We laughed, because of course we were sitting in an office building software and not on the front-lines of so many charities where lives truly are on the line. But I knew the service we were providing to charities was critical. Often, for smaller charities raising only a few thousand dollars a year, the donations through CanadaHelps are the only donations they will get all year. And though their work is small in scale, the lives it touches matter.

It wasn’t until COVID-19 hit Canada and forced the cancellation of every single fundraising event overnight did I really appreciate the significance of the work that had been building for 20 years. We were able to onboard thousands of charities in a short period of time so they could start taking donations online, and offer critical infrastructure for the charities experiencing a surge in donations like food banks and hospitals.

Seeing all we’ve been able to do for charities this year only makes me more excited about what we can do in the future. The pandemic accelerated the digital trends we were seeing in all areas of our lives, and CanadaHelps can play a role in helping bridge the digital divide between charities and the business sector, and helping charities transition successfully to become digital organizations.

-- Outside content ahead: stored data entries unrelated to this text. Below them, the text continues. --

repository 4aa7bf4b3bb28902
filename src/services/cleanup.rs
use std::io::ErrorKind;
use std::path::{Path, PathBuf};
use std::time::Duration;
use tracing::{debug, warn};

/// Every file one request placed in the staging or output area.
///
/// Dropping the ledger deletes its files right away; handing it to
/// [`RequestFiles::defer`] postpones deletion until the response body is done.
#[derive(Debug, Default)]
pub struct RequestFiles {
    paths: Vec<PathBuf>,
}

impl RequestFiles {
    pub fn new() -> Self {
        Self::default()
    }

    pub fn track(&mut self, path: impl Into<PathBuf>) {
        let path = path.into();
        if !self.paths.contains(&path) {
            self.paths.push(path);
        }
    }

    pub fn paths(&self) -> &[PathBuf] {
        &self.paths
    }

    /// Delete every tracked file now
    pub async fn purge(mut self) {
        for path in std::mem::take(&mut self.paths) {
            match tokio::fs::remove_file(&path).await {
                Ok(()) => debug!("Cleaned up: {}", path.display()),
                Err(e) if e.kind() == ErrorKind::NotFound => {}
                Err(e) => warn!("Error cleaning up {}: {}", path.display(), e),
            }
        }
    }

    /// Turn the ledger into a guard that deletes the files `grace` after it is dropped
    pub fn defer(mut self, grace: Duration) -> DeferredCleanup {
        DeferredCleanup {
            paths: std::mem::take(&mut self.paths),
            grace,
        }
    }
}

impl Drop for RequestFiles {
    fn drop(&mut self) {
        for path in self.paths.drain(..) {
            remove_file(&path);
        }
    }
}

/// Owned by a response body; schedules deletion when the body finishes or is dropped
#[derive(Debug)]
pub struct DeferredCleanup {
    paths: Vec<PathBuf>,
    grace: Duration,
}

impl Drop for DeferredCleanup {
    fn drop(&mut self) {
        let paths = std::mem::take(&mut self.paths);
        if paths.is_empty() {
            return;
        }

        match tokio::runtime::Handle::try_current() {
            Ok(handle) => {
                let grace = self.grace;
                handle.spawn(async move {
                    tokio::time::sleep(grace).await;
                    for path in &paths {
                        match tokio::fs::remove_file(path).await {
                            Ok(()) => debug!("Cleaned up: {}", path.display()),
                            Err(e) if e.kind() == ErrorKind::NotFound => {}
                            Err(e) => warn!("Error cleaning up {}: {}", path.display(), e),
                        }
                    }
                });
            }
            // No runtime left (shutdown): delete synchronously instead
            Err(_) => {
                for path in &paths {
                    remove_file(path);
                }
            }
        }
    }
}

fn remove_file(path: &Path) {
    match std::fs::remove_file(path) {
        Ok(()) => debug!("Cleaned up: {}", path.display()),
        Err(e) if e.kind() == ErrorKind::NotFound => {}
        Err(e) => warn!("Error cleaning up {}: {}", path.display(), e),
    }
}
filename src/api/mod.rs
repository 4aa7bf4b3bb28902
pub mod error;
pub mod handlers;
pub mod middleware;
pub mod images;
pub mod merge;
pub mod office;
pub mod pdf_to_word;

use crate::config::ConverterConfig;
use crate::models::ConversionJob;
use std::path::{Path, PathBuf};
use std::sync::Arc;
use thiserror::Error;

pub use images::ImageToPdfConverter;
pub use merge::PdfMerger;
pub use office::{OfficeConverter, ProcessOutcome};
pub use pdf_to_word::PdfToWordConverter;

#[derive(Error, Debug)]
pub enum ConversionError {
    #[error("{0}")]
    InvalidInput(String),

    #[error("{0}")]
    Library(String),

    #[error("failed to launch {binary}: {source}")]
    Launch {
        binary: String,
        #[source]
        source: std::io::Error,
    },

    #[error("office process failed with {status}: {stderr}")]
    ProcessFailed { status: String, stderr: String },

    #[error("office conversion timed out after {secs}s - file may be too large or complex")]
    Timeout { secs: u64 },

    #[error("converter did not create output file. Expected: {}", .0.display())]
    MissingOutput(PathBuf),

    #[error("output file is suspiciously small ({size} bytes, expected at least {min})")]
    OutputTooSmall { size: u64, min: u64 },

    #[error("{0}")]
    MalformedOutput(String),

    #[error("{0}")]
    NoUsableInput(String),

    #[error("file system error: {0}")]
    Io(#[from] std::io::Error),
}

/// A wrapper around one external conversion capability
#[async_trait::async_trait]
pub trait ConverterAdapter: Send + Sync {
    fn name(&self) -> &'static str;

    /// Convert `job.inputs` into `job.output`, returning the produced path
    async fn convert(&self, job: &ConversionJob) -> Result<PathBuf, ConversionError>;

    /// Whether the underlying capability is usable
    async fn health_check(&self) -> bool {
        true
    }
}

/// The adapter behind each conversion route
#[derive(Clone)]
pub struct Converters {
    pub pdf_to_word: Arc<dyn ConverterAdapter>,
    pub office: Arc<dyn ConverterAdapter>,
    pub merge: Arc<dyn ConverterAdapter>,
    pub images: Arc<dyn ConverterAdapter>,
}

impl Converters {
    pub fn from_config(config: &ConverterConfig) -> Self {
        Self {
            pdf_to_word: Arc::new(PdfToWordConverter),
            office: Arc::new(OfficeConverter::from_config(config)),
            merge: Arc::new(PdfMerger),
            images: Arc::new(ImageToPdfConverter),
        }
    }
}

/// The job's only input, or an error for multi-input jobs
pub(crate) fn single_input(job: &ConversionJob) -> Result<&Path, ConversionError> {
    match job.inputs.as_slice() {
        [input] => Ok(input.as_path()),
        inputs => Err(ConversionError::InvalidInput(format!(
            "expected exactly one input file, got {}",
            inputs.len()
        ))),
    }
}

/// Existence and minimum-size check shared by every adapter
pub(crate) fn ensure_output_size(path: &Path, min: u64) -> Result<u64, ConversionError> {
    let size = match std::fs::metadata(path) {
        Ok(meta) => meta.len(),
        Err(e) if e.kind() == std::io::ErrorKind::NotFound => {
            return Err(ConversionError::MissingOutput(path.to_path_buf()));
        }
        Err(e) => return Err(e.into()),
    };
    tracing::info!("Output file size: {} bytes", size);
    if size < min {
        return Err(ConversionError::OutputTooSmall { size, min });
    }
    Ok(size)
}

/// Run CPU-bound library work off the async workers
pub(crate) async fn run_blocking<T, F>(task: F) -> Result<T, ConversionError>
where
    F: FnOnce() -> Result<T, ConversionError> + Send + 'static,
    T: Send + 'static,
{
    tokio::task::spawn_blocking(task)
        .await
        .map_err(|e| ConversionError::Library(format!("conversion task failed: {}", e)))?
}
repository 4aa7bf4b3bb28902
use std::env;
use std::path::PathBuf;
use std::time::Duration;
use validator::Validate;

/// Minimum number of PDFs accepted by the merge route.
pub const MIN_MERGE_FILES: usize = 2;
/// Maximum number of PDFs accepted by the merge route.
pub const MAX_MERGE_FILES: usize = 10;
/// Maximum number of images accepted by the image-to-PDF route.
pub const MAX_IMAGE_FILES: usize = 20;

/// Runtime configuration for staging, conversion and cleanup
#[derive(Debug, Clone, Validate)]
pub struct ConverterConfig {
    /// Directory receiving uploaded files
    pub staging_dir: PathBuf,

    /// Directory receiving converted artifacts
    pub output_dir: PathBuf,

    /// Root under which per-invocation office profiles are created
    pub office_profile_dir: PathBuf,

    /// Maximum size of a single uploaded file in bytes (default: 10 MB)
    #[validate(range(min = 1, message = "MAX_FILE_SIZE must be positive"))]
    pub max_file_size: usize,

    /// Office suite binary (default: "libreoffice")
    #[validate(length(min = 1, message = "OFFICE_BINARY cannot be empty"))]
    pub office_binary: String,

    /// Office conversion timeout in seconds (default: 300)
    #[validate(range(min = 1, message = "OFFICE_TIMEOUT_SECS must be positive"))]
    pub office_timeout_secs: u64,

    /// Delay between finishing a response and deleting its files (default: 3)
    pub cleanup_grace_secs: u64,

    /// Janitor sweep interval in seconds (default: 1800)
    #[validate(range(min = 1, message = "JANITOR_INTERVAL_SECS must be positive"))]
    pub janitor_interval_secs: u64,

    /// Age after which the janitor deletes a file, in seconds (default: 3600)
    pub retention_secs: u64,
}

impl Default for ConverterConfig {
    fn default() -> Self {
        let root = env::temp_dir().join("doc-converter");
        Self {
            staging_dir: root.join("uploads"),
            output_dir: root.join("converted"),
            office_profile_dir: root.join("office-profiles"),
            max_file_size: 10 * 1024 * 1024, // 10 MB
            office_binary: "libreoffice".to_string(),
            office_timeout_secs: 300,
            cleanup_grace_secs: 3,
            janitor_interval_secs: 1800,
            retention_secs: 3600,
        }
    }
}

impl ConverterConfig {
    /// Load configuration from environment variables
    pub fn from_env() -> Self {
        let default = Self::default();

        Self {
            staging_dir: env::var("STAGING_DIR")
                .map(PathBuf::from)
                .unwrap_or(default.staging_dir),

            output_dir: env::var("OUTPUT_DIR")
                .map(PathBuf::from)
                .unwrap_or(default.output_dir),

            office_profile_dir: env::var("OFFICE_PROFILE_DIR")
                .map(PathBuf::from)
                .unwrap_or(default.office_profile_dir),

            max_file_size: env::var("MAX_FILE_SIZE")
                .ok()
                .and_then(|v| v.parse().ok())
                .unwrap_or(default.max_file_size),

            office_binary: env::var("OFFICE_BINARY").unwrap_or(default.office_binary),

            office_timeout_secs: env::var("OFFICE_TIMEOUT_SECS")
                .ok()
                .and_then(|v| v.parse().ok())
                .unwrap_or(default.office_timeout_secs),

            cleanup_grace_secs: env::var("CLEANUP_GRACE_SECS")
                .ok()
                .and_then(|v| v.parse().ok())
                .unwrap_or(default.cleanup_grace_secs),

            janitor_interval_secs: env::var("JANITOR_INTERVAL_SECS")
                .ok()
                .and_then(|v| v.parse().ok())
                .unwrap_or(default.janitor_interval_secs),

            retention_secs: env::var("RETENTION_SECS")
                .ok()
                .and_then(|v| v.parse().ok())
                .unwrap_or(default.retention_secs),
        }
    }

    /// Config rooted in the given directory, with no cleanup grace delay.
    /// Used by tests and local runs that want an isolated working area.
    pub fn for_dirs(root: impl Into<PathBuf>) -> Self {
        let root = root.into();
        Self {
            staging_dir: root.join("uploads"),
            output_dir: root.join("converted"),
            office_profile_dir: root.join("office-profiles"),
            cleanup_grace_secs: 0,
            ..Self::default()
        }
    }

    pub fn office_timeout(&self) -> Duration {
        Duration::from_secs(self.office_timeout_secs)
    }

    pub fn cleanup_grace(&self) -> Duration {
        Duration::from_secs(self.cleanup_grace_secs)
    }

    pub fn janitor_interval(&self) -> Duration {
        Duration::from_secs(self.janitor_interval_secs)
    }

    pub fn retention(&self) -> Duration {
        Duration::from_secs(self.retention_secs)
    }

    /// Transport-level body limit: a full image batch plus multipart overhead
    pub fn max_request_size(&self) -> usize {
        self.max_file_size
            .saturating_mul(MAX_IMAGE_FILES)
            .saturating_add(1024 * 1024)
    }

    /// Create every working directory if missing
    pub fn ensure_dirs(&self) -> std::io::Result<()> {
        std::fs::create_dir_all(&self.staging_dir)?;
        std::fs::create_dir_all(&self.output_dir)?;
        std::fs::create_dir_all(&self.office_profile_dir)?;
        Ok(())
    }
}

#[cfg(test)]
mod tests {
    use super::*;

    #[test]
    fn test_default_config() {
        let config = ConverterConfig::default();
        assert_eq!(config.max_file_size, 10 * 1024 * 1024);
        assert_eq!(config.office_binary, "libreoffice");
        assert_eq!(config.office_timeout(), Duration::from_secs(300));
        assert_eq!(config.retention(), Duration::from_secs(3600));
        assert!(config.validate().is_ok());
    }

    #[test]
    fn test_for_dirs_config() {
        let config = ConverterConfig::for_dirs("/tmp/converter-test");
        assert_eq!(config.staging_dir, PathBuf::from("/tmp/converter-test/uploads"));
        assert_eq!(config.output_dir, PathBuf::from("/tmp/converter-test/converted"));
        assert_eq!(config.cleanup_grace(), Duration::ZERO);
    }

    #[test]
    fn test_invalid_config_rejected() {
        let config = ConverterConfig {
            office_timeout_secs: 0,
            office_binary: String::new(),
            ..ConverterConfig::default()
        };
        let errors = config.validate().unwrap_err();
        let fields = errors.field_errors();
        assert!(fields.contains_key("office_timeout_secs"));
        assert!(fields.contains_key("office_binary"));
    }

    #[test]
    fn test_request_limit_covers_full_batch() {
        let config = ConverterConfig::default();
        assert!(config.max_request_size() > config.max_file_size * MAX_IMAGE_FILES);
    }

    #[test]
    fn test_request_limit_saturates() {
        let config = ConverterConfig {
            max_file_size: usize::MAX / 2,
            ..ConverterConfig::default()
        };
        assert_eq!(config.max_request_size(), usize::MAX);
    }
}
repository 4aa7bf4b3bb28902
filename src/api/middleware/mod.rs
pub mod request_id;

This is our purpose at its core,  it is what drives us and all our decision-making, and it’s why we care for every charity partner and go the extra mile. It is because we are not beholden to anyone or anything but our mission that we have been around for so long and that charities can rely on us. We are not always perfect and we make mistakes, but we are in this for a reason that transcends short-term salesmanship or capitalizing on market opportunity. We are truly humbled, inspired, and genuinely interested in helping charities — especially smaller ones — succeed in the digital era. We bring considerable hard-core skills, honed in the for-profit sector to bear on our work, but our dedication to charities goes far beyond transactional one — we are part of the sector and deeply invested in its destiny.